The United States did not come to be so blatantly unprepared for this pandemic—relative to other countries—due to a lack of a supposedly homogenous population or solely because of Trump dissolving the pandemic unit of his National Security Council, but it came as the result of a continued effort to appease stockholders and corporations over workers.
Adam Smith, known as “The Father of Capitalism,” developed his primary thesis in The Wealth of Nations. Smith argued, if individuals were allowed to produce and trade goods free of governmental regulation and markets were opened internationally, prosperity would increase. This is the primary position put forward by Smith, and it is usually where its advocates wish to end the conversation about free-market systems.
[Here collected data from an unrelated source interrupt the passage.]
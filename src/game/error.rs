//=========================================================================
// Level Errors
//=========================================================================
//
// Failures that prevent a level from being entered or rebuilt.
//
// Everything here is fatal to the current entry attempt: the scene
// manager logs it and leaves the level off the stack. Contact outcomes
// that are merely informational live in `controller` as
// `CollectOutcome` / `GoalOutcome`.
//
//=========================================================================

//=== External Dependencies ===============================================

use std::error::Error;
use std::fmt;
use std::io;
use std::path::PathBuf;

//=== LevelError ==========================================================

#[derive(Debug)]
pub enum LevelError {
    /// The object layer has no entry named `"player"`.
    MissingSpawnPoint { level: String },

    /// The level definition has no object layer with the configured name.
    MissingObjectLayer { layer: String },

    /// The level definition file could not be read.
    Io { path: PathBuf, source: io::Error },

    /// The level definition is not valid Tiled JSON.
    Parse(serde_json::Error),

    /// `build_scene` was called before `load_assets`.
    NotLoaded,
}

impl fmt::Display for LevelError {
    fn fmt(&self, f: &mut fmt::Formatter<'_>) -> fmt::Result {
        match self {
            LevelError::MissingSpawnPoint { level } => {
                write!(f, "level '{}' has no player spawn point", level)
            }
            LevelError::MissingObjectLayer { layer } => {
                write!(f, "object layer '{}' not found", layer)
            }
            LevelError::Io { path, source } => {
                write!(f, "failed to read {}: {}", path.display(), source)
            }
            LevelError::Parse(e) => write!(f, "invalid level definition: {}", e),
            LevelError::NotLoaded => f.write_str("level definition not loaded"),
        }
    }
}

impl Error for LevelError {
    fn source(&self) -> Option<&(dyn Error + 'static)> {
        match self {
            LevelError::Io { source, .. } => Some(source),
            LevelError::Parse(e) => Some(e),
            _ => None,
        }
    }
}

impl From<serde_json::Error> for LevelError {
    fn from(e: serde_json::Error) -> Self {
        LevelError::Parse(e)
    }
}

//=========================================================================
// Unit Tests
//=========================================================================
The current economic system we employ is a perversion of Smith’s arguments for free-market systems. Smith would be in direct opposition to some of our practices, but given a more in-depth critical reading, one can see where we went wrong.
The attitude the United States has taken on in recent decades has been one of ignorant, favorable rulings in favor of corporations at the expense of workers and small businesses.
Politicians and political participants from Reagan to Obama to Ruth Bader-Ginsburg to Brett Kavanaugh to Hillary Clinton and now Trump have all opted for siding with corporations in various ways to allow them access to rights Smith would argue they should never have had.
The recent bailout of companies like Boeing has further solidified the principle put in place in 2008: corporations can receive socialized funding with little to no stipulations on how they spend their money.
Companies like Boeing are the face of unethical practices like stock buybacks, a policy in which a business shovels their money into the pockets of stockholders instead of putting that money into their reserves, investing in the business itself, or supporting their many employees who make the business run.
Although there is a ban on buybacks in this most recent bill, this begs the question of why states at risk of long-term destabilization should file for bankruptcy, as Mitch McConnell believes, while these irresponsible businesses receive multi-billion dollar bailouts.
An aspect of this pandemic that is usually not discussed is the effect it has had on the healthcare industry. Typically, the healthcare industry is discussed from the consumer’s standpoint, but when looked at from the provider’s perspective. Beyond the empty martyrization of healthcare professionals, we find that our lack of preparation extends to hospitals themselves.
Hospitals have been closing more frequently, and these closures have disproportionately affected rural and urban communities. Rarely do we consider that these hospitals are for-profit companies themselves. When they can no longer pay the bills, they are forced to close, thus putting local communities at risk of falling ill and having to travel hours to receive proper care.
This would not occur unless we had a government that believed in allowing for every service to have a price tag, regardless of its necessity.
The United States’ adherence to profit-first ideology is slowly poisoning the country and our fumbled response to this pandemic is just one of many examples of the government’s failings to police corporate influence in political matters.
We will continue to suffer these catastrophes by choosing to “get back to normal.” “Normal” is what got us here. Normal will keep us stuck.
Until something fundamentally changes about our political attitudes toward corporations and the free-market, the poor, the working-class, minorities, foreign nations, and the youth will continue to suffer.